Bloody nimbys again eh :mad:
 
They've evacuated far more than 17,000.....I was reading many people want to leave (poss from further outside exclusion zone) but the roads are so bad they cant get out in some places at least by car etc. so they are left wondering what they should do.

It's 170,000
 
They've evacuated far more than 17,000.....I was reading many people want to leave (poss from further outside exclusion zone) but the roads are so bad they cant get out in some places at least by car etc. so they are left wondering what they should do.

Build a causeway to pass over the detritus from scavenged materials to get as many people as possible away from the nuclear reactor. I know that's what I'd involve myself in organising.
 
As I mentioned earlier in the thread Arclight on Twitter has some good explanations of what is happening and what needs to happen "before you end up with radioactive crap on someone's lawn"

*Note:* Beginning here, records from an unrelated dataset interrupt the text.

//! P2P configuration.

use std::net::SocketAddr;
use std::time::Duration;

use crate::manager::RetryPolicy;
use crate::stream::WriterPacing;

/// Protocol identifier negotiated when opening a chat stream.
pub const PROTOCOL_ID: &str = "/chat/1.0.0";

/// Version of the authentication handshake.
pub const HANDSHAKE_VERSION: u32 = 1;

/// Magic bytes opening every handshake frame.
pub const NETWORK_MAGIC: [u8; 4] = *b"PCHT";

/// Maximum handshake frame body size in bytes (64 KiB).
pub const MAX_FRAME_SIZE: usize = 64 * 1024;

/// Default attempts for dialing a peer and for opening a stream.
pub const DEFAULT_RETRY_ATTEMPTS: u32 = 5;

/// Default fixed wait between failed attempts.
pub const DEFAULT_RETRY_INTERVAL: Duration = Duration::from_secs(5);

/// Default TCP dial timeout.
pub const DEFAULT_DIAL_TIMEOUT: Duration = Duration::from_secs(10);

/// Default timeout for the authentication handshake and each stream request.
pub const DEFAULT_HANDSHAKE_TIMEOUT: Duration = Duration::from_secs(5);

/// Default number of messages a writer sends before pausing.
pub const DEFAULT_WRITER_BURST: usize = 20;

/// Default writer pause after each burst.
pub const DEFAULT_WRITER_PAUSE: Duration = Duration::from_secs(1);

/// Default inbox queue capacity.
pub const DEFAULT_INBOX_CAPACITY: usize = 1024;

/// Default number of unsupported stream requests a responder answers
/// before closing the session.
pub const DEFAULT_MAX_PROTOCOL_REJECTIONS: usize = 5;

/// What the node does when a peer cannot be reached.
#[derive(Debug, Clone, Copy, PartialEq, Eq, Default)]
pub enum ConnectFailurePolicy {
    /// Log the failure and keep serving the remaining peers.
    #[default]
    Continue,
    /// Stop the node with the failure.
    Abort,
}

/// Configuration for the chat node.
#[derive(Debug, Clone)]
pub struct P2pConfig {
    /// Address to bind the listener to.
    pub listen_addr: SocketAddr,

    /// This node's slot in the peer directory (skipped when dialing).
    pub local_index: usize,

    /// Application protocol offered and accepted on streams.
    pub protocol_id: String,

    /// Retry budget for dialing and authenticating a session.
    pub connect_retry: RetryPolicy,

    /// Retry budget for negotiating the chat stream on a session.
    pub negotiate_retry: RetryPolicy,

    /// Timeout for a single TCP dial.
    pub dial_timeout: Duration,

    /// Timeout for the authentication handshake and each stream request.
    pub handshake_timeout: Duration,

    /// Writer throttle.
    pub pacing: WriterPacing,

    /// Unsupported stream requests answered before an inbound session is dropped.
    pub max_protocol_rejections: usize,

    /// Reaction to a peer that exhausts its retry budget.
    pub on_connect_failure: ConnectFailurePolicy,
}

impl Default for P2pConfig {
    fn default() -> Self {
        Self {
            listen_addr: SocketAddr::from(([0, 0, 0, 0], 3021)),
            local_index: 0,
            protocol_id: PROTOCOL_ID.to_string(),
            connect_retry: RetryPolicy::default(),
            negotiate_retry: RetryPolicy::default(),
            dial_timeout: DEFAULT_DIAL_TIMEOUT,
            handshake_timeout: DEFAULT_HANDSHAKE_TIMEOUT,
            pacing: WriterPacing::default(),
            max_protocol_rejections: DEFAULT_MAX_PROTOCOL_REJECTIONS,
            on_connect_failure: ConnectFailurePolicy::default(),
        }
    }
}

impl P2pConfig {
    /// Create a configuration for the node at `local_index` listening on `listen_addr`.
    pub fn new(listen_addr: SocketAddr, local_index: usize) -> Self {
        Self {
            listen_addr,
            local_index,
            ..Default::default()
        }
    }

    /// Set the retry policy for both dialing and stream negotiation.
    pub fn with_retry(mut self, policy: RetryPolicy) -> Self {
        self.connect_retry = policy;
        self.negotiate_retry = policy;
        self
    }

    /// Set the retry policy for dialing.
    pub fn with_connect_retry(mut self, policy: RetryPolicy) -> Self {
        self.connect_retry = policy;
        self
    }

    /// Set the retry policy for stream negotiation.
    pub fn with_negotiate_retry(mut self, policy: RetryPolicy) -> Self {
        self.negotiate_retry = policy;
        self
    }

    /// Set the dial timeout.
    pub fn with_dial_timeout(mut self, timeout: Duration) -> Self {
        self.dial_timeout = timeout;
        self
    }

    /// Set the handshake timeout.
    pub fn with_handshake_timeout(mut self, timeout: Duration) -> Self {
        self.handshake_timeout = timeout;
        self
    }

    /// Set the writer throttle.
    pub fn with_pacing(mut self, pacing: WriterPacing) -> Self {
        self.pacing = pacing;
        self
    }

    /// Set the application protocol identifier.
    pub fn with_protocol_id(mut self, protocol_id: impl Into<String>) -> Self {
        self.protocol_id = protocol_id.into();
        self
    }

    /// Set the connect failure policy.
    pub fn with_connect_failure_policy(mut self, policy: ConnectFailurePolicy) -> Self {
        self.on_connect_failure = policy;
        self
    }
}

#[cfg(test)]
mod tests {
    use super::*;

    #[test]
    fn test_default_config() {
        let config = P2pConfig::default();
        assert_eq!(config.protocol_id, PROTOCOL_ID);
        assert_eq!(config.connect_retry.attempts, DEFAULT_RETRY_ATTEMPTS);
        assert_eq!(config.connect_retry.interval, DEFAULT_RETRY_INTERVAL);
        assert_eq!(config.negotiate_retry, config.connect_retry);
        assert_eq!(config.pacing.burst, DEFAULT_WRITER_BURST);
        assert_eq!(config.pacing.pause, DEFAULT_WRITER_PAUSE);
        assert_eq!(config.on_connect_failure, ConnectFailurePolicy::Continue);
    }

    #[test]
    fn test_config_builder() {
        let fast = RetryPolicy::new(2, Duration::from_millis(10));
        let config = P2pConfig::new("127.0.0.1:9999".parse().unwrap(), 2)
            .with_retry(fast)
            .with_protocol_id("/chat/2.0.0")
            .with_connect_failure_policy(ConnectFailurePolicy::Abort);

        assert_eq!(config.listen_addr.port(), 9999);
        assert_eq!(config.local_index, 2);
        assert_eq!(config.connect_retry, fast);
        assert_eq!(config.negotiate_retry, fast);
        assert_eq!(config.protocol_id, "/chat/2.0.0");
        assert_eq!(config.on_connect_failure, ConnectFailurePolicy::Abort);
    }
}
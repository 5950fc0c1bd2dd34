//! Peer addressing and metadata.
//!
//! This module provides:
//! - Multiaddr-style peer and listen addresses
//! - The static peer directory
//! - Metadata for established streams

pub mod address;
pub mod directory;
pub mod info;

// Re-export main types
pub use address::{ListenAddr, PeerAddr};
pub use directory::{PeerDescriptor, PeerDirectory};
pub use info::{ConnectionDirection, PeerInfo};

All those barriers are from a principle called defense-in-depth. If one thing fails, there's another behind it.

This article in the Washington Post also talks about 'defense-in-depth' and is a little reassuring.

The nuclear power industry speaks of "defense in depth," a concept of multiple layers of containment and backup plans to ensure that, even if something goes wrong, catastrophe won't ensue. The failure of these systems in Japan carries an echo of the BP oil spill disaster, in which backup safety devices and redundancies turned out to be unequal to the unfolding blowout.

"The problem with the BP event is that they didn't have a Plan B," said Alex Marion, vice president of nuclear operations for the Nuclear Energy Institute. "We have, I would say, sufficient defense in depth. We have Plan B, C, D and possibly E."

I hate the word 'meltdown', it just sounds so scary.

Trouble is it's not officially defined by the various nuclear authorities and people seem to jump to the worst possible conclusion, when in fact a meltdown is normally contained in the reactor's containment structure and doesn't present any great danger, the big exception was Chernobyl- and that was because of very poor construction standards.

In a modern reactor, a nuclear meltdown, whether partial or total, should be contained inside the reactor's containment structure. Thus (assuming that no other major disasters occur) while the meltdown will severely damage the reactor itself, possibly contaminating the whole structure with highly radioactive material, a meltdown alone should not lead to significant radiation release or danger to the public.
http://en.wikipedia.org/wiki/Nuclear_meltdown

From what they are saying both the primary and secondary containment structures are intact, it was just the roof and walls of the service building above which were destroyed by the explosion caused by a planned & controlled release of steam from the core, done to reduce pressure before flooding with sea-water.

It would seem the flooding with sea-water is plan C or D, and should do the trick, it just fucks the reactors and puts them out of service for good.
 
From AP

A partial meltdown was already likely under way at one nuclear reactor, a top official said, and operators were frantically trying to keep temperatures down at the power plant's other units and prevent the disaster from growing even worse.

Chief Cabinet Secretary Yukio Edano said Sunday that a hydrogen explosion could occur at Unit 3 of the Fukushima Dai-ichi nuclear complex, the reactor that could be melting down. That would follow a blast the day before in the power plant's Unit 1, as operators attempted to prevent a meltdown by injecting sea water into it.
 
So the shock wave right at the start of that vid was the hydrogen explosion from injecting sea water into the core?

I think that's what they are saying, they released steam to lower pressure in the core and that resulted in the hydrogen explosion, which in turn produced the shock wave.